The protection gap is the preferred name for the difference between what a client should have and what they actually own.

Thursday, November 11th 2021, 10:47AM 1 Comment

by Russell Hutchinson

Last week, it was my privilege to join Kresh Wright, who is Head of Life & Health New Zealand for Swiss Re, Tony Arthur, Chief Commercial Officer at Partners Life and Doctor Claire Matthews, Associate Professor and Director of Academic Quality at Massey University, to talk about the protection gap.

The term is preferred over "underinsurance" as it is more descriptive of the real problem – not having enough cover.

The protection gap comes in two types -  having absolutely no cover or having some but not enough.

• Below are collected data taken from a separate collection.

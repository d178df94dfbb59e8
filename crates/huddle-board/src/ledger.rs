//! Card appends and vote recording.

use crate::error::Result;
use crate::models::{Board, Card};
use huddle_store::{FieldOp, RealtimeStore};
use serde_json::Value;
use std::sync::Arc;

/// Appends cards to a board's column set and records votes against a
/// per-session dedup set.
pub struct CardLedger {
    store: Arc<dyn RealtimeStore>,
}

impl CardLedger {
    pub fn new(store: Arc<dyn RealtimeStore>) -> Self {
        Self { store }
    }

    /// Append a card and return its store-assigned id.
    ///
    /// `text` must be non-empty after trimming; that is the caller's
    /// precondition and is not re-validated here. The board itself is not
    /// checked either: writing under an absent board creates the card
    /// branch, which is accepted store semantics, not an error.
    pub async fn add_card(
        &self,
        slug: &str,
        column_index: u32,
        text: &str,
        author: &str,
        created_at: u64,
    ) -> Result<String> {
        let cards_path = Board::cards_path(slug);
        let card_id = self.store.generate_child_key(&cards_path);
        let card = Card::new(text, author, column_index, created_at);

        self.store
            .write(&Card::path(slug, &card_id), serde_json::to_value(&card)?)
            .await?;
        tracing::debug!(slug = %slug, card = %card_id, column = column_index, "card added");
        Ok(card_id)
    }

    /// Record one vote from `session_id` on a card.
    ///
    /// Returns `false` without touching the store when the card is missing
    /// or the session already voted. Otherwise sets the session's voter flag
    /// and increments the count in a single atomic merge, so votes from
    /// distinct sessions racing each other both land.
    ///
    /// Known race: two concurrent votes from the *same* session can both
    /// pass the dedup check before either lands, double-incrementing the
    /// count while the voter flag is set once. Tolerated; closing it needs a
    /// store-side read-check-write transaction.
    pub async fn vote_card(&self, slug: &str, card_id: &str, session_id: &str) -> Result<bool> {
        let path = Card::path(slug, card_id);
        let Some(value) = self.store.read(&path).await? else {
            return Ok(false);
        };
        let card: Card = serde_json::from_value(value)?;
        if card.has_voted(session_id) {
            return Ok(false);
        }

        self.store
            .update(
                &path,
                vec![
                    (Card::voter_field(session_id), FieldOp::Set(Value::Bool(true))),
                    ("votes".to_string(), FieldOp::Increment(1)),
                ],
            )
            .await?;
        tracing::debug!(slug = %slug, card = %card_id, "vote recorded");
        Ok(true)
    }
}
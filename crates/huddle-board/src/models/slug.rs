//! Board identifier derivation.

/// Derive a URL-safe slug from a display name: lowercase, whitespace to
/// hyphens, everything else outside ASCII alphanumerics stripped, repeated
/// hyphens collapsed, leading and trailing hyphens trimmed.
///
/// Different names can derive the same slug ("Sprint 1" and "sprint 1");
/// creation detects and rejects the collision. An empty result means the
/// name has no usable characters and is invalid.
pub fn slugify(name: &str) -> String {
    let mut slug = String::with_capacity(name.len());
    for ch in name.to_lowercase().chars() {
        let mapped = if ch.is_whitespace() || ch == '-' {
            '-'
        } else if ch.is_ascii_alphanumeric() {
            ch
        } else {
            continue;
        };
        if mapped == '-' && slug.ends_with('-') {
            continue;
        }
        slug.push(mapped);
    }
    slug.trim_matches('-').to_string()
}
//! HTTP and WebSocket surface for Huddle boards.
//!
//! Thin glue over the board core: the handlers call exactly the five core
//! operations (create, exists, get, add card, vote) and the WebSocket route
//! streams live snapshots from a [`BoardWatcher`] feed. The process hosting
//! this API also hosts the shared store, which is what makes it the single
//! coordination point for every connected client.

pub mod api;
pub mod ws;

pub use api::build_router;

use huddle_board::{BoardRegistry, BoardWatcher, CardLedger};
use huddle_store::RealtimeStore;
use std::net::SocketAddr;
use std::sync::Arc;

/// Configuration for the board server.
#[derive(Debug, Clone)]
pub struct ServerConfig {
    /// HTTP listen address.
    pub addr: SocketAddr,
}

impl Default for ServerConfig {
    fn default() -> Self {
        Self::from_env()
    }
}

impl ServerConfig {
    /// Create config from environment variables with sensible defaults.
    pub fn from_env() -> Self {
        let addr = std::env::var("HUDDLE_ADDR")
            .unwrap_or_else(|_| "0.0.0.0:8080".to_string())
            .parse()
            .unwrap_or_else(|_| SocketAddr::from(([0, 0, 0, 0], 8080)));
        Self { addr }
    }
}

/// Shared handler state: the three core components over one store.
pub struct AppState {
    pub registry: BoardRegistry,
    pub ledger: CardLedger,
    pub watcher: BoardWatcher,
}

impl AppState {
    pub fn new(store: Arc<dyn RealtimeStore>) -> Self {
        Self {
            registry: BoardRegistry::new(store.clone()),
            ledger: CardLedger::new(store.clone()),
            watcher: BoardWatcher::new(store),
        }
    }
}
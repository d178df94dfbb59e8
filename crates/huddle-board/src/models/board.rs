//! The retrospective board document.

use crate::models::Card;
use serde::{Deserialize, Serialize};
use std::collections::HashMap;

/// A retrospective board: a named document with a fixed ordered column list
/// and a map of contributed cards.
///
/// Identified externally by its slug, which doubles as the store key under
/// [`Board::ROOT`]. Columns are set at creation and never change; cards are
/// only ever appended or vote-mutated.
#[derive(Debug, Clone, Serialize, Deserialize, PartialEq)]
#[serde(rename_all = "camelCase")]
pub struct Board {
    /// Display name as entered by the creator (arbitrary characters).
    pub name: String,

    /// Creation time, milliseconds since the Unix epoch.
    pub created_at: u64,

    /// Fixed ordered column titles.
    pub columns: Vec<String>,

    /// Cards keyed by store-assigned card id. Absent on the wire when empty.
    #[serde(default, skip_serializing_if = "HashMap::is_empty")]
    pub cards: HashMap<String, Card>,
}

impl Board {
    /// Store prefix all boards live under.
    pub const ROOT: &'static str = "retro-boards";

    /// Column set every new board starts with.
    pub const DEFAULT_COLUMNS: [&'static str; 3] =
        ["What went well", "What didn't go well", "Action items"];

    /// Create a board with the default columns and no cards.
    pub fn new(name: impl Into<String>, created_at: u64) -> Self {
        Self {
            name: name.into(),
            created_at,
            columns: Self::DEFAULT_COLUMNS.iter().map(|c| c.to_string()).collect(),
            cards: HashMap::new(),
        }
    }

    /// Store path of the board with the given slug.
    pub fn path(slug: &str) -> String {
        format!("{}/{}", Self::ROOT, slug)
    }

    /// Store path of a board's card map.
    pub fn cards_path(slug: &str) -> String {
        format!("{}/{}/cards", Self::ROOT, slug)
    }

    /// Cards belonging to one column, ordered by card id. Card ids are
    /// time-ordered push keys, so this is creation order.
    pub fn cards_in_column(&self, column_index: u32) -> Vec<(&str, &Card)> {
        let mut cards: Vec<(&str, &Card)> = self
            .cards
            .iter()
            .filter(|(_, card)| card.column_index == column_index)
            .map(|(id, card)| (id.as_str(), card))
            .collect();
        cards.sort_by_key(|(id, _)| *id);
        cards
    }
}

#[cfg(test)]
mod tests {
    use super::*;

    #[test]
    fn new_board_has_default_columns() {
        let board = Board::new("Sprint 1", 1_000);
        assert_eq!(board.columns.len(), 3);
        assert_eq!(board.columns[0], "What went well");
        assert!(board.cards.is_empty());
    }

    #[test]
    fn paths() {
        assert_eq!(Board::path("sprint-1"), "retro-boards/sprint-1");
        assert_eq!(Board::cards_path("sprint-1"), "retro-boards/sprint-1/cards");
    }

    #[test]
    fn empty_cards_absent_on_wire() {
        let board = Board::new("Sprint 1", 1_000);
        let json = serde_json::to_value(&board).unwrap();
        assert!(json.get("cards").is_none());
        assert_eq!(json["createdAt"], 1_000);
    }

    #[test]
    fn board_without_cards_field_decodes() {
        let json = serde_json::json!({
            "name": "Sprint 1",
            "createdAt": 1_000,
            "columns": ["a", "b", "c"],
        });
        let board: Board = serde_json::from_value(json).unwrap();
        assert!(board.cards.is_empty());
    }

    #[test]
    fn cards_in_column_sorted_by_id() {
        let mut board = Board::new("Sprint 1", 0);
        board
            .cards
            .insert("b".into(), Card::new("second", "Ann", 0, 2));
        board
            .cards
            .insert("a".into(), Card::new("first", "Bob", 0, 1));
        board
            .cards
            .insert("c".into(), Card::new("elsewhere", "Cay", 1, 3));

        let column: Vec<&str> = board
            .cards_in_column(0)
            .iter()
            .map(|(_, card)| card.text.as_str())
            .collect();
        assert_eq!(column, vec!["first", "second"]);
    }
}
//! Huddle server binary
//!
//! Hosts the shared realtime store and serves the board API over HTTP and
//! WebSocket. All clients of one server converge through its store.

use huddle_api::{build_router, AppState, ServerConfig};
use huddle_store::MemoryStore;
use std::sync::Arc;
use tracing_subscriber::{layer::SubscriberExt, util::SubscriberInitExt};

#[tokio::main]
async fn main() -> Result<(), Box<dyn std::error::Error>> {
    // Initialize tracing
    tracing_subscriber::registry()
        .with(
            tracing_subscriber::EnvFilter::try_from_default_env().unwrap_or_else(|_| {
                "huddle_api=info,huddle_board=info,huddle_store=info".into()
            }),
        )
        .with(tracing_subscriber::fmt::layer())
        .init();

    let config = ServerConfig::default();
    let store = Arc::new(MemoryStore::new());
    let state = Arc::new(AppState::new(store));

    let app = build_router(state);
    let listener = tokio::net::TcpListener::bind(config.addr).await?;
    tracing::info!("huddle server listening on http://{}", config.addr);
    axum::serve(listener, app).await?;

    Ok(())
}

The latter group can be further subdivided into those that have a little of everything, and those that have some gaps in their programme – such as no income cover. The gap is large.

Swiss Re estimates that in New Zealand the life protection gap is about $670 billion in sum insured. That’s a little under $200,000 for every working-age New Zealander.

Sometimes I get asked why we don’t talk about having too much cover very often. As you will probably know, too much cover is a rare state of affairs.

It doesn’t happen that often, but when it does, it’s usually because some cover was bought for one purpose (say to cover a large loan) and then retained when it ended.

But protection gap people would probably outnumber protection excess nine to one. In terms of the actual cover, if we switched to sum insured, the balance is probably higher in favour of the gap.

These aren’t guesses, we have checked protection levels in some adviser businesses against modelled cover levels and found these gaps, but do not let that last statement give you the impression that you are to blame.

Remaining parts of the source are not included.